Sunday, August 9, 2015

Shooting Stars, by Richard Helms

"Shooting Stars," by Richard Helms, in Ellery Queen's Mystery Magazine, September/October 2015.

Mr. Helms makes his third appearance on this page, with his second story in this series.  (Here is the first.)

Boy Boatright is a down-on-his-luck police detective, as you can tell from this opening sentence:

Even after the crime-scene guys finished wrecking it, Nigel Bowles's trailer looked nicer than my apartment.

Lovely.  Bowles is, or was, the favorite judge on a top TV talent show, visiting town to film a special episode.  Everyone involved in the series had multiple reasons to want him dead, and most had opportunities.

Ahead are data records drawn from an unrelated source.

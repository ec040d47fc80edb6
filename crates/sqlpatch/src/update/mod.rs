//! Patch-style UPDATE synthesis.
//!
//! [`compile_update`] turns a partially populated record into a single
//! parameterized `UPDATE` that touches only the columns the caller set:
//!
//! ```ignore
//! let patch = UserPatch { user_id: 7, first_name: Some("Ann".into()), last_name: None };
//! let plan = sqlpatch::compile_update("users", "user_id", &patch, "")?;
//! assert_eq!(plan.sql(), "UPDATE users SET first_name = ? WHERE user_id = ?");
//! assert_eq!(plan.args(), &[Value::from("Ann"), Value::Int(7)]);
//! ```
//!
//! Rules:
//! - fields are visited in declaration order, which is the SET order
//! - untagged fields are invisible
//! - fields that normalize to [`Value::Null`] are skipped, so a column can not
//!   be cleared through a patch
//! - the field tagged with the identifier column (case-insensitive) only
//!   feeds the WHERE clause; the first such field wins
//! - a record with nothing to assign is rejected with
//!   [`SqlError::NoUpdatableFields`]

mod plan;


pub use plan::{Assignment, UpdatePlan};

use crate::error::{SqlError, SqlResult};
use crate::record::{RecordTable, UpdateRecord};
use crate::value::Value;

/// Compile `record` into an UPDATE of `table` keyed by `id_column`.
///
/// `extra_filter` is raw SQL appended to the WHERE clause with `AND`; pass an
/// empty string for none. It is not escaped and must not contain placeholders.
///
/// # Errors
///
/// - [`SqlError::Validation`] if `table` or `id_column` is empty
/// - [`SqlError::Conversion`] if any tagged field fails to normalize
/// - [`SqlError::NoUpdatableFields`] if no non-identifier field is set
///
/// A record without an identifier value still compiles; the identifier
/// binds as [`Value::Null`] and the statement matches no rows.
pub fn compile_update<R>(
    table: &str,
    id_column: &str,
    record: &R,
    extra_filter: &str,
) -> SqlResult<UpdatePlan>
where
    R: UpdateRecord + ?Sized,
{
    if table.trim().is_empty() {
        return Err(SqlError::validation("UPDATE requires a table name"));
    }
    if id_column.trim().is_empty() {
        return Err(SqlError::validation("UPDATE requires a row identifier column"));
    }

    let id_key = id_column.to_lowercase();
    let mut assignments = Vec::new();
    let mut args = Vec::new();
    let mut id_value: Option<Value> = None;

    for field in record.fields() {
        if !field.is_tagged() {
            continue;
        }
        let column = field.column();

        let value = field
            .value()
            .to_value()
            .map_err(|e| SqlError::conversion(column, e.message()))?;
        if value.is_null() {
            tracing::trace!(target: "sqlpatch.update", column, "skipping unset field");
            continue;
        }

        if column.to_lowercase() == id_key {
            if id_value.is_none() {
                id_value = Some(value);
            }
            continue;
        }

        assignments.push(Assignment::new(column));
        args.push(value);
    }

    if assignments.is_empty() {
        return Err(SqlError::NoUpdatableFields(table.to_string()));
    }

    // An unset identifier still binds the WHERE placeholder, as NULL.
    args.push(id_value.unwrap_or(Value::Null));

    let extra_filter = Some(extra_filter)
        .filter(|f| !f.trim().is_empty())
        .map(str::to_string);

    Ok(UpdatePlan {
        table: table.to_string(),
        id_column: id_column.to_string(),
        assignments,
        args,
        extra_filter,
    })
}

/// Compile a record that declares its own table and identifier column.
pub fn compile_record_update<R: RecordTable>(
    record: &R,
    extra_filter: &str,
) -> SqlResult<UpdatePlan> {
    compile_update(R::TABLE, R::ID_COLUMN, record, extra_filter)
}
use super::*;
use std::sync::Arc;

#[test]
fn test_noop_observer_is_silent() {
    let observer = NoopObserver;
    observer.record_read();
    observer.record_write();
}

#[test]
fn test_counting_observer() {
    let observer = CountingObserver::new();
    observer.record_read();
    observer.record_read();
    observer.record_write();

    let counts = observer.counts();
    assert_eq!(counts, OpCounts { reads: 2, writes: 1 });
    assert_eq!(counts.total(), 3);

    observer.reset();
    assert_eq!(observer.counts(), OpCounts::default());
}

#[test]
fn test_counting_observer_concurrent() {
    let observer = CountingObserver::new();

    std::thread::scope(|s| {
        for _ in 0..8 {
            s.spawn(|| {
                for _ in 0..1000 {
                    observer.record_read();
                    observer.record_write();
                }
            });
        }
    });

    let counts = observer.counts();
    assert_eq!(counts.reads, 8000);
    assert_eq!(counts.writes, 8000);
}

#[test]
fn test_composite_observer_fans_out() {
    let a = Arc::new(CountingObserver::new());
    let b = Arc::new(CountingObserver::new());

    let composite = CompositeObserver::new()
        .add_arc(a.clone())
        .add_arc(b.clone())
        .add(TracingObserver::new());
    assert_eq!(composite.len(), 3);

    composite.record_write();
    composite.record_read();
    composite.record_write();

    assert_eq!(a.counts(), OpCounts { reads: 1, writes: 2 });
    assert_eq!(b.counts(), OpCounts { reads: 1, writes: 2 });
}

#[test]
fn test_empty_composite() {
    let composite = CompositeObserver::default();
    assert!(composite.is_empty());
    composite.record_read();
}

But that isn't Boatright's real problem.  That would be the fact that one of the other judges is a client of an alleged psychic with the amazing name of Bowie Crapster, and he is the reason Boyright keeps threatening to retire.  Forced, again to work with the Crapster - No more than five and a half feet tall, built like the Pillsbury Doughboy, resplendent in an Italian ice-cream suit with silk cravat and gleaming white patent-leather shoes. His hair, cut in a sort of Caesar style with short bleached bangs, was reflected in his silver Elvis sunglasses.  He looked like a Good Humor Man in Key West. - our hero threatens to resign , but that would spoil the fun.

Crapster isn't quite as charmingly annoying this time, largely because he explains to Boatright and us how he achieves some of his allegedly mystical effects.  A nice example of working your way through the suspects.

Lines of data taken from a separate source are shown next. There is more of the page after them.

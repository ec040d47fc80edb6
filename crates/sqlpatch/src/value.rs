//! Normalization of Rust values into bindable query parameters.
//!
//! Every field a record exposes goes through [`ToValue`] before it reaches the
//! query. Normalization decides two things at once: the wire-independent form
//! of the value ([`Value`]) and whether it is present at all. `None`, nested
//! `Some(None)` and anything else that normalizes to [`Value::Null`] counts as
//! "not provided".

use chrono::{DateTime, FixedOffset, NaiveDate, NaiveDateTime, Utc};
use serde::Serialize;
use std::borrow::Cow;
use std::sync::Arc;
use uuid::Uuid;

/// A normalized parameter value.
#[derive(Debug, Clone, PartialEq)]
pub enum Value {
    /// Absent value. Never bound by the UPDATE compiler.
    Null,
    Bool(bool),
    Int(i64),
    Float(f64),
    Text(String),
    Bytes(Vec<u8>),
    Timestamp(DateTime<Utc>),
    NaiveTimestamp(NaiveDateTime),
    Date(NaiveDate),
    Uuid(Uuid),
    Json(serde_json::Value),
}

impl Value {
    /// Check if this value is NULL.
    pub fn is_null(&self) -> bool {
        matches!(self, Self::Null)
    }

    pub fn as_int(&self) -> Option<i64> {
        match self {
            Self::Int(v) => Some(*v),
            _ => None,
        }
    }

    pub fn as_text(&self) -> Option<&str> {
        match self {
            Self::Text(v) => Some(v),
            _ => None,
        }
    }

    pub fn as_bool(&self) -> Option<bool> {
        match self {
            Self::Bool(v) => Some(*v),
            _ => None,
        }
    }

    /// Short name of the variant, used in logs and error messages.
    pub fn kind(&self) -> &'static str {
        match self {
            Self::Null => "null",
            Self::Bool(_) => "bool",
            Self::Int(_) => "int",
            Self::Float(_) => "float",
            Self::Text(_) => "text",
            Self::Bytes(_) => "bytes",
            Self::Timestamp(_) => "timestamptz",
            Self::NaiveTimestamp(_) => "timestamp",
            Self::Date(_) => "date",
            Self::Uuid(_) => "uuid",
            Self::Json(_) => "json",
        }
    }
}

macro_rules! impl_value_from {
    ($($ty:ty => $variant:ident),* $(,)?) => {
        $(
            impl From<$ty> for Value {
                fn from(v: $ty) -> Self {
                    Value::$variant(v.into())
                }
            }
        )*
    };
}

impl_value_from! {
    bool => Bool,
    i32 => Int,
    i64 => Int,
    f64 => Float,
    String => Text,
    &str => Text,
    Vec<u8> => Bytes,
    DateTime<Utc> => Timestamp,
    NaiveDateTime => NaiveTimestamp,
    NaiveDate => Date,
    Uuid => Uuid,
    serde_json::Value => Json,
}

/// Error raised when a value cannot be normalized.
#[derive(Debug, Clone, PartialEq, Eq, thiserror::Error)]
#[error("{message}")]
pub struct ValueError {
    message: String,
}

impl ValueError {
    pub fn new(message: impl Into<String>) -> Self {
        Self {
            message: message.into(),
        }
    }

    pub fn message(&self) -> &str {
        &self.message
    }
}

/// Conversion of a field value into a [`Value`].
///
/// Return `Ok(Value::Null)` for "not provided". Return an error when the value
/// has no faithful bindable representation (e.g. a `u64` above `i64::MAX`).
pub trait ToValue {
    fn to_value(&self) -> Result<Value, ValueError>;
}

impl ToValue for Value {
    fn to_value(&self) -> Result<Value, ValueError> {
        Ok(self.clone())
    }
}

impl<T: ToValue> ToValue for Option<T> {
    fn to_value(&self) -> Result<Value, ValueError> {
        match self {
            Some(v) => v.to_value(),
            None => Ok(Value::Null),
        }
    }
}

impl<T: ToValue + ?Sized> ToValue for &T {
    fn to_value(&self) -> Result<Value, ValueError> {
        (**self).to_value()
    }
}

impl<T: ToValue + ?Sized> ToValue for Box<T> {
    fn to_value(&self) -> Result<Value, ValueError> {
        (**self).to_value()
    }
}

impl<T: ToValue + ?Sized> ToValue for Arc<T> {
    fn to_value(&self) -> Result<Value, ValueError> {
        (**self).to_value()
    }
}

macro_rules! impl_lossless_int {
    ($($ty:ty),*) => {
        $(
            impl ToValue for $ty {
                fn to_value(&self) -> Result<Value, ValueError> {
                    Ok(Value::Int(i64::from(*self)))
                }
            }
        )*
    };
}

impl_lossless_int!(i8, i16, i32, i64, u8, u16, u32);

macro_rules! impl_checked_int {
    ($($ty:ty),*) => {
        $(
            impl ToValue for $ty {
                fn to_value(&self) -> Result<Value, ValueError> {
                    i64::try_from(*self).map(Value::Int).map_err(|_| {
                        ValueError::new(format!(
                            "{} value {} does not fit in a signed 64-bit integer",
                            stringify!($ty),
                            self
                        ))
                    })
                }
            }
        )*
    };
}

impl_checked_int!(u64, usize, isize, i128, u128);

impl ToValue for f32 {
    fn to_value(&self) -> Result<Value, ValueError> {
        Ok(Value::Float(f64::from(*self)))
    }
}

impl ToValue for f64 {
    fn to_value(&self) -> Result<Value, ValueError> {
        Ok(Value::Float(*self))
    }
}

impl ToValue for bool {
    fn to_value(&self) -> Result<Value, ValueError> {
        Ok(Value::Bool(*self))
    }
}

impl ToValue for str {
    fn to_value(&self) -> Result<Value, ValueError> {
        Ok(Value::Text(self.to_string()))
    }
}

impl ToValue for String {
    fn to_value(&self) -> Result<Value, ValueError> {
        Ok(Value::Text(self.clone()))
    }
}

impl ToValue for Cow<'_, str> {
    fn to_value(&self) -> Result<Value, ValueError> {
        Ok(Value::Text(self.to_string()))
    }
}

impl ToValue for [u8] {
    fn to_value(&self) -> Result<Value, ValueError> {
        Ok(Value::Bytes(self.to_vec()))
    }
}

impl ToValue for Vec<u8> {
    fn to_value(&self) -> Result<Value, ValueError> {
        Ok(Value::Bytes(self.clone()))
    }
}

impl ToValue for DateTime<Utc> {
    fn to_value(&self) -> Result<Value, ValueError> {
        Ok(Value::Timestamp(*self))
    }
}

impl ToValue for DateTime<FixedOffset> {
    fn to_value(&self) -> Result<Value, ValueError> {
        Ok(Value::Timestamp(self.with_timezone(&Utc)))
    }
}

impl ToValue for NaiveDateTime {
    fn to_value(&self) -> Result<Value, ValueError> {
        Ok(Value::NaiveTimestamp(*self))
    }
}

impl ToValue for NaiveDate {
    fn to_value(&self) -> Result<Value, ValueError> {
        Ok(Value::Date(*self))
    }
}

impl ToValue for Uuid {
    fn to_value(&self) -> Result<Value, ValueError> {
        Ok(Value::Uuid(*self))
    }
}

// A JSON `null` is a provided value, not an absent one.
impl ToValue for serde_json::Value {
    fn to_value(&self) -> Result<Value, ValueError> {
        Ok(Value::Json(self.clone()))
    }
}

/// Wrapper that binds any `Serialize` type as a JSON parameter.
///
/// ```ignore
/// #[derive(UpdateRecord)]
/// struct SettingsPatch {
///     #[sql(column = "user_id")]
///     user_id: i64,
///     #[sql(column = "prefs")]
///     prefs: Option<Json<Prefs>>,
/// }
/// ```
#[derive(Debug, Clone, PartialEq, Eq)]
pub struct Json<T>(pub T);

impl<T: Serialize> ToValue for Json<T> {
    fn to_value(&self) -> Result<Value, ValueError> {
        serde_json::to_value(&self.0)
            .map(Value::Json)
            .map_err(|e| ValueError::new(format!("failed to serialize JSON value: {e}")))
    }
}

#[cfg(test)]
mod tests {
    use super::*;
    use std::collections::BTreeMap;

    #[test]
    fn option_none_is_null() {
        let v: Option<String> = None;
        assert_eq!(v.to_value().unwrap(), Value::Null);
    }

    #[test]
    fn nested_option_none_is_null() {
        let v: Option<Option<i32>> = Some(None);
        assert_eq!(v.to_value().unwrap(), Value::Null);
    }

    #[test]
    fn ints_widen_to_i64() {
        assert_eq!(7_i16.to_value().unwrap(), Value::Int(7));
        assert_eq!(u32::MAX.to_value().unwrap(), Value::Int(4_294_967_295));
    }

    #[test]
    fn u64_above_i64_max_fails() {
        let err = u64::MAX.to_value().unwrap_err();
        assert!(err.message().contains("does not fit"));
        assert_eq!((i64::MAX as u64).to_value().unwrap(), Value::Int(i64::MAX));
    }

    #[test]
    fn references_and_smart_pointers_delegate() {
        let s = String::from("Ann");
        assert_eq!((&s).to_value().unwrap(), Value::Text("Ann".into()));
        assert_eq!(Box::new(3_u8).to_value().unwrap(), Value::Int(3));
        assert_eq!(Arc::new(true).to_value().unwrap(), Value::Bool(true));
        assert_eq!("x".to_value().unwrap(), Value::Text("x".into()));
    }

    #[test]
    fn fixed_offset_timestamps_are_utc() {
        let ts = DateTime::parse_from_rfc3339("2024-05-01T12:00:00+02:00").unwrap();
        let Value::Timestamp(utc) = ts.to_value().unwrap() else {
            panic!("expected timestamp");
        };
        assert_eq!(utc.to_rfc3339(), "2024-05-01T10:00:00+00:00");
    }

    #[test]
    fn json_null_is_present() {
        let v = serde_json::Value::Null;
        assert_eq!(v.to_value().unwrap(), Value::Json(serde_json::Value::Null));
    }

    #[test]
    fn json_wrapper_serializes() {
        let mut prefs = BTreeMap::new();
        prefs.insert("theme", "dark");
        let v = Json(prefs).to_value().unwrap();
        assert_eq!(v, Value::Json(serde_json::json!({"theme": "dark"})));
    }

    #[test]
    fn json_wrapper_reports_serialize_failure() {
        // Non-string map keys cannot be represented in JSON.
        let mut bad = BTreeMap::new();
        bad.insert((1, 2), "pair");
        let err = Json(bad).to_value().unwrap_err();
        assert!(err.message().starts_with("failed to serialize JSON value"));
    }
}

One complaint:  Helms is stuck with the names he chose for his heroes but with so many letters in the alphabet why does this story include: Boy Boatwright, Bowie, Belinda, Billy, Baggs, and Bliss?  Why make it harder for the reader to keep the characters straight?


1 comment:

  1. What a great opening line...sets the genre (crime fiction) and sub-genre (police procedural), main character, mood (noir) and tone (sardonic). Nice work for one sentence.